Sr.ª Deputada, sobre a questão concreta, da nossa parte, é muito claro: basta olhar para o Orçamento do
Estado, para as despesas do Estado e verificar que, comparados com a pequena taxa das receitas da Santa
Casa que vão para a cultura, os 7500 milhões de euros que o Estado paga em juros por força das opções
políticas do PSD e do CDS (com o contributo, aliás, do anterior Governo) seriam qualquer coisa como 750
anos de apoio à cultura, à produção artística, em Portugal. Sacrificamos 750 anos de apoio à criação artística,
a cada ano que passa. E isto demonstra bem que este Governo prefere entregar os impostos e o esforço do
trabalho dos portugueses para pagar a agiotagem, a usura e a colonização financeira do que para garantir os
direitos constitucionais, como é o direito à criação e fruição cultural.
O Sr. Bernardino Soares (PCP): — Muito bem!
O Sr. Miguel Tiago (PCP): — Este Governo, de facto, Sr.ª Deputada, abdicou de ter um Ministério da
Cultura, como referiu, e abdicou talvez também de ter um Secretário de Estado da Cultura, porque, ao invés
de promover a cultura como direito constitucional, optou por convertê-la numa marca de propaganda e passeá-
la pelo mundo, utilizando e promovendo marcas, ao invés de assegurar aqui, em Portugal, o direito
constitucional do acesso à criação e fruição cultural.
Aplausos do PCP.
A Sr.ª Presidente: — Para pedir esclarecimentos, tem a palavra a Sr.ª Deputada Inês de Medeiros.

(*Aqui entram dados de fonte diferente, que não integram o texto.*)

// Copyright (c) 2025, The Ruskit Authors
// MIT License
// All rights reserved.

//! # Connection Management
//!
//! This module owns the single broker connection of a service instance.
//! The connection is opened on first use, replaced transparently when the
//! broker drops it, and closed explicitly by its owner.

use crate::{
    broker::{Broker, BrokerConnection},
    config::ConnectionConfig,
    errors::AmqpError,
    handle::{HandleState, ManagedHandle},
};
use std::sync::Arc;
use tracing::{debug, error, info};

/// Owns at most one live broker connection.
///
/// Access is sequential by contract: every operation takes `&mut self`.
pub struct ConnectionManager {
    broker: Arc<dyn Broker>,
    config: ConnectionConfig,
    connection: ManagedHandle<Box<dyn BrokerConnection>>,
}

impl ConnectionManager {
    /// Manager that connects through `broker` on first use.
    pub fn new(config: ConnectionConfig, broker: Arc<dyn Broker>) -> Self {
        ConnectionManager {
            broker,
            config,
            connection: ManagedHandle::new("connection"),
        }
    }

    /// Settings every connection attempt uses.
    pub fn config(&self) -> &ConnectionConfig {
        &self.config
    }

    /// Whether a connection is held and still connected.
    pub fn state(&self) -> HandleState {
        self.connection.state()
    }

    /// Returns the live connection, connecting first if there is none or
    /// the previous one is no longer connected.
    ///
    /// # Errors
    /// `BrokerUnavailable` when the handshake fails.
    pub async fn get_connection(&mut self) -> Result<&dyn BrokerConnection, AmqpError> {
        let broker = &self.broker;
        let config = &self.config;

        let connection = self
            .connection
            .ensure(|| async move {
                debug!(uri = %config, "creating amqp connection...");
                match broker.connect(config).await {
                    Ok(conn) => {
                        debug!("amqp connected");
                        Ok(conn)
                    }
                    Err(err) => {
                        error!(error = err.to_string(), uri = %config, "failure to connect");
                        Err(err)
                    }
                }
            })
            .await?;

        Ok(connection.as_ref())
    }

    /// Closes the connection if it is live. Closing an absent, stale or
    /// already closed connection is a no-op.
    pub async fn close(&mut self) -> Result<(), AmqpError> {
        let Some(connection) = self.connection.take_live() else {
            return Ok(());
        };

        match connection.close().await {
            Ok(()) => {
                info!(uri = %self.config, "amqp connection closed");
                Ok(())
            }
            Err(err) => {
                error!(error = err.to_string(), "failure to close the connection");
                Err(err)
            }
        }
    }
}

#[cfg(test)]
mod tests {
    use super::*;
    use crate::broker::{MockBroker, MockBrokerConnection};
    use std::sync::atomic::{AtomicBool, Ordering};

    fn connection_with_flag(alive: Arc<AtomicBool>) -> MockBrokerConnection {
        let mut conn = MockBrokerConnection::new();
        conn.expect_is_connected()
            .returning(move || alive.load(Ordering::SeqCst));
        conn.expect_close().returning(|| Ok(()));
        conn
    }

    fn always_live_broker(connects: usize) -> MockBroker {
        let mut broker = MockBroker::new();
        broker
            .expect_connect()
            .times(connects)
            .returning(|_| Ok(Box::new(connection_with_flag(Arc::new(AtomicBool::new(true))))));
        broker
    }

    #[tokio::test]
    async fn connects_once_for_repeated_access() {
        let mut manager =
            ConnectionManager::new(ConnectionConfig::default(), Arc::new(always_live_broker(1)));

        for _ in 0..5 {
            assert!(manager.get_connection().await.unwrap().is_connected());
        }
        assert_eq!(manager.state(), HandleState::Live);
    }

    #[tokio::test]
    async fn passes_configuration_to_the_broker() {
        let config = ConnectionConfig {
            host: "test-host".to_owned(),
            port: 1234,
            user: "test-user".to_owned(),
            ..Default::default()
        };

        let mut broker = MockBroker::new();
        broker
            .expect_connect()
            .withf(|cfg| cfg.host == "test-host" && cfg.port == 1234 && cfg.user == "test-user")
            .times(1)
            .returning(|_| Ok(Box::new(connection_with_flag(Arc::new(AtomicBool::new(true))))));

        let mut manager = ConnectionManager::new(config, Arc::new(broker));
        manager.get_connection().await.unwrap();
    }

    #[tokio::test]
    async fn reconnects_after_close() {
        let mut manager =
            ConnectionManager::new(ConnectionConfig::default(), Arc::new(always_live_broker(2)));

        manager.get_connection().await.unwrap();
        manager.close().await.unwrap();
        assert_eq!(manager.state(), HandleState::Absent);

        manager.get_connection().await.unwrap();
        assert_eq!(manager.state(), HandleState::Live);
    }

    #[tokio::test]
    async fn replaces_a_dropped_connection() {
        let first = Arc::new(AtomicBool::new(true));
        let first_conn = connection_with_flag(first.clone());

        let mut broker = MockBroker::new();
        let mut seq = mockall::Sequence::new();
        broker
            .expect_connect()
            .times(1)
            .in_sequence(&mut seq)
            .return_once(move |_| Ok(Box::new(first_conn)));
        broker
            .expect_connect()
            .times(1)
            .in_sequence(&mut seq)
            .returning(|_| Ok(Box::new(connection_with_flag(Arc::new(AtomicBool::new(true))))));

        let mut manager = ConnectionManager::new(ConnectionConfig::default(), Arc::new(broker));
        manager.get_connection().await.unwrap();

        first.store(false, Ordering::SeqCst);
        assert_eq!(manager.state(), HandleState::Stale);

        assert!(manager.get_connection().await.unwrap().is_connected());
    }

    #[tokio::test]
    async fn connect_failure_is_broker_unavailable() {
        let mut broker = MockBroker::new();
        broker
            .expect_connect()
            .returning(|_| Err(AmqpError::BrokerUnavailable("auth refused".to_owned())));

        let mut manager = ConnectionManager::new(ConnectionConfig::default(), Arc::new(broker));

        assert_eq!(
            manager.get_connection().await.err(),
            Some(AmqpError::BrokerUnavailable("auth refused".to_owned()))
        );
        assert_eq!(manager.state(), HandleState::Absent);
    }

    #[tokio::test]
    async fn close_is_idempotent() {
        let mut never_used =
            ConnectionManager::new(ConnectionConfig::default(), Arc::new(MockBroker::new()));
        assert!(never_used.close().await.is_ok());
        assert!(never_used.close().await.is_ok());

        let mut conn = MockBrokerConnection::new();
        conn.expect_is_connected().return_const(true);
        conn.expect_close().times(1).returning(|| Ok(()));
        let mut broker = MockBroker::new();
        broker
            .expect_connect()
            .times(1)
            .return_once(move |_| Ok(Box::new(conn)));

        let mut manager = ConnectionManager::new(ConnectionConfig::default(), Arc::new(broker));
        manager.get_connection().await.unwrap();
        assert!(manager.close().await.is_ok());
        assert!(manager.close().await.is_ok());
    }

    #[tokio::test]
    async fn stale_connection_is_not_closed() {
        let alive = Arc::new(AtomicBool::new(true));
        let mut conn = MockBrokerConnection::new();
        let flag = alive.clone();
        conn.expect_is_connected()
            .returning(move || flag.load(Ordering::SeqCst));
        conn.expect_close().never();

        let mut broker = MockBroker::new();
        broker
            .expect_connect()
            .return_once(move |_| Ok(Box::new(conn)));

        let mut manager = ConnectionManager::new(ConnectionConfig::default(), Arc::new(broker));
        manager.get_connection().await.unwrap();
        alive.store(false, Ordering::SeqCst);

        assert!(manager.close().await.is_ok());
    }
}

A Sr.ª Inês de Medeiros (PS): — Sr.ª Presidente, Sr. Deputado Miguel Tiago, também eu lhe agradeço por
ter trazido este tema a debate no Plenário.
Começo por lembrar um grande senhor, Léopold Senghor, que dizia que a civilização começa e acaba com
a cultura, nos seguintes termos: quando há cultura, há civilização, há humanidade; quando deixa de haver
cultura, deixa de haver humanidade e passa a haver boçalidade.

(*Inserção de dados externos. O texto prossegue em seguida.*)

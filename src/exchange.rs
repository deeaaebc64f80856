// Copyright (c) 2025, The Ruskit Authors
// MIT License
// All rights reserved.

//! # Exchange Definitions
//!
//! This module provides the types used to describe an exchange before it is
//! declared on the broker. Exchanges are the routing entities that receive
//! published messages and forward them to bound queues.

use crate::errors::AmqpError;
use lapin::types::{AMQPValue, ShortString};
use serde::Deserialize;
use std::{collections::BTreeMap, fmt, str::FromStr};

/// Routing rule of an exchange. `direct` matches the routing key exactly,
/// `fanout` ignores it, `topic` matches it against dotted patterns and
/// `headers` routes on header values.
///
/// Names are matched case-insensitively, both when parsed and when read
/// from configuration.
#[derive(Debug, Clone, Copy, Default, PartialEq, Eq, Deserialize)]
#[serde(try_from = "String")]
pub enum ExchangeKind {
    #[default]
    Direct,
    Fanout,
    Topic,
    Headers,
}

impl ExchangeKind {
    /// The type name used on the wire.
    pub fn as_str(&self) -> &'static str {
        match self {
            ExchangeKind::Direct => "direct",
            ExchangeKind::Fanout => "fanout",
            ExchangeKind::Topic => "topic",
            ExchangeKind::Headers => "headers",
        }
    }
}

impl fmt::Display for ExchangeKind {
    fn fmt(&self, f: &mut fmt::Formatter<'_>) -> fmt::Result {
        f.write_str(self.as_str())
    }
}

impl FromStr for ExchangeKind {
    type Err = AmqpError;

    fn from_str(s: &str) -> Result<Self, Self::Err> {
        match s.to_ascii_lowercase().as_str() {
            "direct" => Ok(ExchangeKind::Direct),
            "fanout" => Ok(ExchangeKind::Fanout),
            "topic" => Ok(ExchangeKind::Topic),
            "headers" => Ok(ExchangeKind::Headers),
            _ => Err(AmqpError::InvalidExchangeKind(s.to_owned())),
        }
    }
}

impl TryFrom<String> for ExchangeKind {
    type Error = AmqpError;

    fn try_from(value: String) -> Result<Self, Self::Error> {
        value.parse()
    }
}

impl From<ExchangeKind> for lapin::ExchangeKind {
    fn from(kind: ExchangeKind) -> Self {
        match kind {
            ExchangeKind::Direct => lapin::ExchangeKind::Direct,
            ExchangeKind::Fanout => lapin::ExchangeKind::Fanout,
            ExchangeKind::Topic => lapin::ExchangeKind::Topic,
            ExchangeKind::Headers => lapin::ExchangeKind::Headers,
        }
    }
}

/// Definition of an exchange with its declaration parameters.
///
/// Built with chained setters; every flag starts out `false` and the kind
/// starts out as `Direct`.
#[derive(Debug, Clone, PartialEq)]
pub struct ExchangeDefinition {
    pub(crate) name: String,
    pub(crate) kind: ExchangeKind,
    pub(crate) delete: bool,
    pub(crate) durable: bool,
    pub(crate) passive: bool,
    pub(crate) internal: bool,
    pub(crate) no_wait: bool,
    pub(crate) arguments: BTreeMap<ShortString, AMQPValue>,
}

impl ExchangeDefinition {
    /// Creates a new direct exchange definition with the given name.
    pub fn new(name: &str) -> ExchangeDefinition {
        ExchangeDefinition {
            name: name.to_owned(),
            kind: ExchangeKind::Direct,
            delete: false,
            durable: false,
            passive: false,
            internal: false,
            no_wait: false,
            arguments: BTreeMap::default(),
        }
    }

    /// Exchange name as declared on the broker.
    pub fn name(&self) -> &str {
        &self.name
    }

    /// Routing rule of the exchange.
    pub fn exchange_kind(&self) -> ExchangeKind {
        self.kind
    }

    /// Whether the exchange survives a broker restart.
    pub fn is_durable(&self) -> bool {
        self.durable
    }

    /// Whether the broker removes the exchange once it is unused.
    pub fn is_auto_delete(&self) -> bool {
        self.delete
    }

    /// Whether the declaration only checks for existence.
    pub fn is_passive(&self) -> bool {
        self.passive
    }

    /// Whether publishers are refused direct access.
    pub fn is_internal(&self) -> bool {
        self.internal
    }

    /// Whether the declaration is sent without waiting for a reply.
    pub fn is_no_wait(&self) -> bool {
        self.no_wait
    }

    /// Extra declaration arguments, e.g. `alternate-exchange`.
    pub fn arguments(&self) -> &BTreeMap<ShortString, AMQPValue> {
        &self.arguments
    }

    /// Sets the routing rule.
    pub fn kind(mut self, kind: ExchangeKind) -> Self {
        self.kind = kind;
        self
    }

    /// Routes on an exact routing-key match.
    pub fn direct(self) -> Self {
        self.kind(ExchangeKind::Direct)
    }

    /// Routes to every bound queue.
    pub fn fanout(mut self) -> Self {
        self.kind = ExchangeKind::Fanout;
        self
    }

    /// Routes on routing-key patterns.
    pub fn topic(mut self) -> Self {
        self.kind = ExchangeKind::Topic;
        self
    }

    /// Routes on header values instead of the routing key.
    pub fn headers(self) -> Self {
        self.kind(ExchangeKind::Headers)
    }

    /// Replaces the declaration arguments.
    pub fn with_arguments(mut self, arguments: BTreeMap<ShortString, AMQPValue>) -> Self {
        self.arguments = arguments;
        self
    }

    /// Adds a single declaration argument.
    pub fn argument(mut self, key: &str, value: AMQPValue) -> Self {
        self.arguments.insert(ShortString::from(key), value);
        self
    }

    /// Removed by the broker once the last queue is unbound.
    pub fn delete(mut self) -> Self {
        self.delete = true;
        self
    }

    /// Survives a broker restart.
    pub fn durable(mut self) -> Self {
        self.durable = true;
        self
    }

    /// Only checks that the exchange exists.
    pub fn passive(mut self) -> Self {
        self.passive = true;
        self
    }

    /// Reachable only through exchange-to-exchange bindings.
    pub fn internal(mut self) -> Self {
        self.internal = true;
        self
    }

    /// Sets no_wait flag, the broker will not reply to the declaration.
    pub fn no_wait(mut self) -> Self {
        self.no_wait = true;
        self
    }
}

Ora, hoje em dia, estamos perante o grau zero da política e perante a apologia da boçalidade.
Este Governo não entende, nem quer entender, a importância da cultura para uma sociedade democrática.
Não entende que ela não é um privilégio, não é um suplemento de alma, é muito mais do que isso. Ela não
constitui apenas uma alavanca económica, ela não constitui apenas uma alavanca social e educativa (com a
fealdade que a palavra «alavanca» tem, mas não encontramos outra para definir certas políticas). Ela é,
sobretudo, indispensável à nossa inteligência, ela é, sobretudo, aquilo que faz de nós um povo, um coletivo,
uma nação, uma pátria, enfim, seja o que for que quiserem chamar a este nosso território.
E é isso que está em causa. O Sr. Secretário de Estado da Cultura, cheio de boas intenções, brinda-nos, a
cada entrevista, com teorias muito elaboradas sobre a importância do espaço, da ligação à comunidade. Mas,
depois, na prática, o que temos é uma política cega, surda e muda do número.
O que é que este Governo fez perante os atrasos nos apoios dados ao teatro? Para tentar não fazer má
figura, decidiu aumentar supostamente as instituições a apoiar. Mas, como não quer dar mais dinheiro, divide
os apoios por metade. E, depois, vêm os discursos liberais.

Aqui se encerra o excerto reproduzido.